For this task it's not really necessary to understand the PyTorch code but if you're interested in learning PyTorch try to follow along by reading the comments. Don't worry, it's ok if you don't understand everything. Just be aware that for our purpose torch.tensor behaves mostly like numpy.array which you should be familiar with by now.


A great opporunity to learn more is the PyTorch Homepage wich provides many Tutorials on different machine learning tasks. 
https://pytorch.org/tutorials/

If you want to find information on a given function take a look at the documentation: 
https://pytorch.org/docs/stable/index.html

In [None]:
#Install the needed packages
!python -m pip install torch
!python -m pip install sklearn

In [None]:
import torch
from torch.utils.data import Dataset, DataLoader
from sklearn.datasets import load_wine
from sklearn.preprocessing import StandardScaler
torch.manual_seed(0)

### Load the data
We load the Wine data set from scikit learn and normalize it with z-score transformation.

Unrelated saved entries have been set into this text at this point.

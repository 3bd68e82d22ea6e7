//! Master data rows: providers, trucks, warehouses, locations

use chrono::{DateTime, Utc};
use serde::Serialize;
use uuid::Uuid;

/// Courier company whose freight moves through the warehouse
#[derive(Debug, Clone, Serialize)]
pub struct Provider {
    pub id: Uuid,
    pub name: String,
    pub responsible: Option<String>,
    pub created_at: DateTime<Utc>,
    pub updated_at: DateTime<Utc>,
}

#[derive(Debug, Clone, Serialize)]
pub struct Truck {
    pub id: Uuid,
    pub license_plate: String,
    pub created_at: DateTime<Utc>,
}

#[derive(Debug, Clone, Serialize)]
pub struct Warehouse {
    pub id: Uuid,
    pub name: String,
    pub address: Option<String>,
    pub description: Option<String>,
    pub created_at: DateTime<Utc>,
}

/// Warehouse with its locations, for detail views
#[derive(Debug, Clone, Serialize)]
pub struct WarehouseDetail {
    #[serde(flatten)]
    pub warehouse: Warehouse,
    pub locations: Vec<Location>,
}

/// Named slot inside a warehouse (shelf, bay, staging area)
#[derive(Debug, Clone, Serialize)]
pub struct Location {
    pub id: Uuid,
    pub warehouse_id: Uuid,
    pub name: String,
    pub description: Option<String>,
    pub created_at: DateTime<Utc>,
}

#[derive(Debug, Clone, Serialize)]
pub struct LocationWithWarehouse {
    #[serde(flatten)]
    pub location: Location,
    pub warehouse: Warehouse,
}

/// What a location currently holds, used to guard deletion
#[derive(Debug, Clone, Copy, Serialize)]
pub struct LocationContents {
    pub inventory_count: i64,
    pub packages_count: i64,
    pub reexpedicion_count: i64,
}

impl LocationContents {
    pub fn total(&self) -> i64 {
        self.inventory_count + self.packages_count + self.reexpedicion_count
    }

    pub fn has_contents(&self) -> bool {
        self.total() > 0
    }
}
/// Seed one provider and walk a shipment to FINALIZADO with four scans
async fn finalized_shipment(app: &axum::Router, pool: &SqlitePool) -> String {
    let provider_id = seed_provider(pool, "Urbano").await;
    let uploaded =
        upload_pre_alerta(app, "admin", provider_id, "2026-03-01", &["AR-OK", "AR-FC", "AR-MISS"])
            .await;
    let shipment_id = uploaded["shipment_id"].as_str().unwrap().to_string();

    upload_pre_ruteo(app, &shipment_id, &["AR-OK", "AR-PREV"]).await;
    for tracking in ["AR-OK", "AR-FC", "AR-PREV", "AR-EXTRA"] {
        scan(app, &shipment_id, tracking).await;
    }

    let request = json_request(
        "POST",
        "/api/vms/verification/finalize",
        "admin",
        json!({ "shipment_id": shipment_id }),
    );
    let response = app.clone().oneshot(request).await.unwrap();
    assert_eq!(response.status(), StatusCode::OK);
    shipment_id
}

// =============================================================================
// Health and identity
// =============================================================================

#[tokio::test]
async fn test_health_endpoint_requires_no_operator() {
    let (app, _pool) = setup().await;

    let request = Request::builder()
        .method("GET")
        .uri("/health")
        .body(Body::empty())
        .unwrap();
    let response = app.oneshot(request).await.unwrap();

    assert_eq!(response.status(), StatusCode::OK);
    let body = extract_json(response.into_body()).await;
    assert_eq!(body["status"], "ok");
    assert_eq!(body["module"], "galpon-vms");
    assert!(body["version"].is_string());
}

#[tokio::test]
async fn test_missing_operator_header_is_401() {
    let (app, _pool) = setup().await;

    let request = Request::builder()
        .method("GET")
        .uri("/api/vms/shipments")
        .body(Body::empty())
        .unwrap();
    let response = app.oneshot(request).await.unwrap();

    assert_eq!(response.status(), StatusCode::UNAUTHORIZED);
    let body = extract_json(response.into_body()).await;
    assert_eq!(body["error"]["code"], "unauthorized");
}

#[tokio::test]
async fn test_unknown_operator_is_401() {
    let (app, _pool) = setup().await;

    let response = app
        .oneshot(request("GET", "/api/vms/shipments", "nobody"))
        .await
        .unwrap();
    assert_eq!(response.status(), StatusCode::UNAUTHORIZED);
}

// =============================================================================
// Wizard flow: pre-alerta → pre-ruteo → scans → finalize
// =============================================================================

#[tokio::test]
async fn test_pre_alerta_upload_creates_shipment() {
    let (app, pool) = setup().await;
    let provider_id = seed_provider(&pool, "Urbano").await;

    let body = upload_pre_alerta(&app, "admin", provider_id, "2026-03-01", &["AR1", "AR2"]).await;
    assert_eq!(body["status"], "PRE_ALERTA");
    assert_eq!(body["inserted"], 2);
    assert_eq!(body["skipped"], 0);

    let response = app
        .clone()
        .oneshot(request("GET", "/api/vms/shipments", "admin"))
        .await
        .unwrap();
    assert_eq!(response.status(), StatusCode::OK);
    let list = extract_json(response.into_body()).await;
    assert_eq!(list["shipments"].as_array().unwrap().len(), 1);
    assert_eq!(list["shipments"][0]["provider_name"], "Urbano");
    assert_eq!(list["shipments"][0]["pre_alerta_count"], 2);
    assert_eq!(list["shipments"][0]["status"], "PRE_ALERTA");
    assert!(list["stats"]["total_packages"].is_number());
}

#[tokio::test]
async fn test_pre_alerta_upload_unknown_provider_is_400() {
    let (app, _pool) = setup().await;

    let provider = Uuid::new_v4().to_string();
    let request = upload_request(
        "/api/vms/pre-alerta/upload",
        "admin",
        &[
            ("provider_id", provider.as_str()),
            ("shipment_date", "2026-03-01"),
        ],
        &pre_alerta_file(&["AR1"]),
    );
    let response = app.oneshot(request).await.unwrap();

    assert_eq!(response.status(), StatusCode::BAD_REQUEST);
    let body = extract_json(response.into_body()).await;
    assert_eq!(body["error"]["code"], "BAD_REQUEST");
}

#[tokio::test]
async fn test_pre_alerta_rejected_file_persists_nothing() {
    let (app, pool) = setup().await;
    let provider_id = seed_provider(&pool, "Urbano").await;

    // Sheet without the required carrier headers
    let mut workbook = Workbook::new();
    let worksheet = workbook.add_worksheet();
    worksheet.write_string(0, 0, "Tracking Number").unwrap();
    worksheet.write_string(1, 0, "AR1").unwrap();
    let bad_file = workbook.save_to_buffer().unwrap();

    let provider = provider_id.to_string();
    let request = upload_request(
        "/api/vms/pre-alerta/upload",
        "admin",
        &[
            ("provider_id", provider.as_str()),
            ("shipment_date", "2026-03-01"),
        ],
        &bad_file,
    );
    let response = app.clone().oneshot(request).await.unwrap();
    assert_eq!(response.status(), StatusCode::BAD_REQUEST);

    let count: i64 = sqlx::query_scalar("SELECT COUNT(*) FROM shipments")
        .fetch_one(&pool)
        .await
        .unwrap();
    assert_eq!(count, 0);
}

#[tokio::test]
async fn test_pre_ruteo_advances_shipment_once() {
    let (app, pool) = setup().await;
    let provider_id = seed_provider(&pool, "Urbano").await;

    let uploaded = upload_pre_alerta(&app, "admin", provider_id, "2026-03-01", &["AR1"]).await;
    let shipment_id = uploaded["shipment_id"].as_str().unwrap().to_string();

    let body = upload_pre_ruteo(&app, &shipment_id, &["AR1"]).await;
    assert_eq!(body["status"], "PRE_RUTEO");
    assert_eq!(body["inserted"], 1);

    // Second route plan for the same shipment is an illegal transition
    let request = upload_request(
        "/api/vms/pre-ruteo/upload",
        "admin",
        &[("shipment_id", shipment_id.as_str())],
        &pre_ruteo_file(&["AR1"]),
    );
    let response = app.clone().oneshot(request).await.unwrap();
    assert_eq!(response.status(), StatusCode::CONFLICT);
    let body = extract_json(response.into_body()).await;
    assert_eq!(body["error"]["code"], "CONFLICT");
}

#[tokio::test]
async fn test_scan_classification_and_stats() {
    let (app, pool) = setup().await;
    let provider_id = seed_provider(&pool, "Urbano").await;

    let uploaded =
        upload_pre_alerta(&app, "admin", provider_id, "2026-03-01", &["AR-OK", "AR-FC", "AR-MISS"])
            .await;
    let shipment_id = uploaded["shipment_id"].as_str().unwrap().to_string();
    upload_pre_ruteo(&app, &shipment_id, &["AR-OK", "AR-PREV"]).await;

    // In both sheets
    let body = scan(&app, &shipment_id, "AR-OK").await;
    assert_eq!(body["status"], "OK");
    assert_eq!(body["already_scanned"], false);
    assert_eq!(body["stats"]["total_scanned"], 1);

    // First scan opened verification
    let response = app
        .clone()
        .oneshot(request("GET", "/api/vms/shipments", "admin"))
        .await
        .unwrap();
    let list = extract_json(response.into_body()).await;
    assert_eq!(list["shipments"][0]["status"], "VERIFICACION");

    // Manifested but not routed
    let body = scan(&app, &shipment_id, "AR-FC").await;
    assert_eq!(body["status"], "FUERA_COBERTURA");

    // Routed from an earlier manifest
    let body = scan(&app, &shipment_id, "AR-PREV").await;
    assert_eq!(body["status"], "PREVIO");

    // In neither sheet
    let body = scan(&app, &shipment_id, "AR-EXTRA").await;
    assert_eq!(body["status"], "SOBRANTE");
    assert_eq!(body["stats"]["expected"], 3);
    assert_eq!(body["stats"]["total_scanned"], 4);
    assert_eq!(body["stats"]["ok"], 1);
    assert_eq!(body["stats"]["fuera_cobertura"], 1);
    assert_eq!(body["stats"]["previo"], 1);
    assert_eq!(body["stats"]["sobrante"], 1);
    assert_eq!(body["stats"]["faltante"], 1);
}

#[tokio::test]
async fn test_duplicate_scan_is_idempotent() {
    let (app, pool) = setup().await;
    let provider_id = seed_provider(&pool, "Urbano").await;

    let uploaded = upload_pre_alerta(&app, "admin", provider_id, "2026-03-01", &["AR1"]).await;
    let shipment_id = uploaded["shipment_id"].as_str().unwrap().to_string();
    upload_pre_ruteo(&app, &shipment_id, &["AR1"]).await;

    let first = scan(&app, &shipment_id, "AR1").await;
    assert_eq!(first["already_scanned"], false);

    let second = scan(&app, &shipment_id, "AR1").await;
    assert_eq!(second["already_scanned"], true);
    assert_eq!(second["status"], first["status"]);
    assert_eq!(second["scanned_at"], first["scanned_at"]);
    assert_eq!(second["stats"]["total_scanned"], 1);
}
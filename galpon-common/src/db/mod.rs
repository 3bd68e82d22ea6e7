//! Database schema and pool initialization

pub mod init;

pub use init::*;
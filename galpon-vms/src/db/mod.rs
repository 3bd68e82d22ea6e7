//! Database operations for the VMS service

pub mod clasificacion;
pub mod records;
pub mod scans;
pub mod shipments;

Afterwards we shuffle the data because it is ordered by class and this order would mess with the kfold crossvalidation you are going to implement.

In [None]:
wine = load_wine()
data = wine["data"]

target = torch.from_numpy(wine["target"])

#scale the data to mean = 0 and var = 1
scaler = StandardScaler()
scaler.fit(data)
data = torch.from_numpy(scaler.transform(data)).float()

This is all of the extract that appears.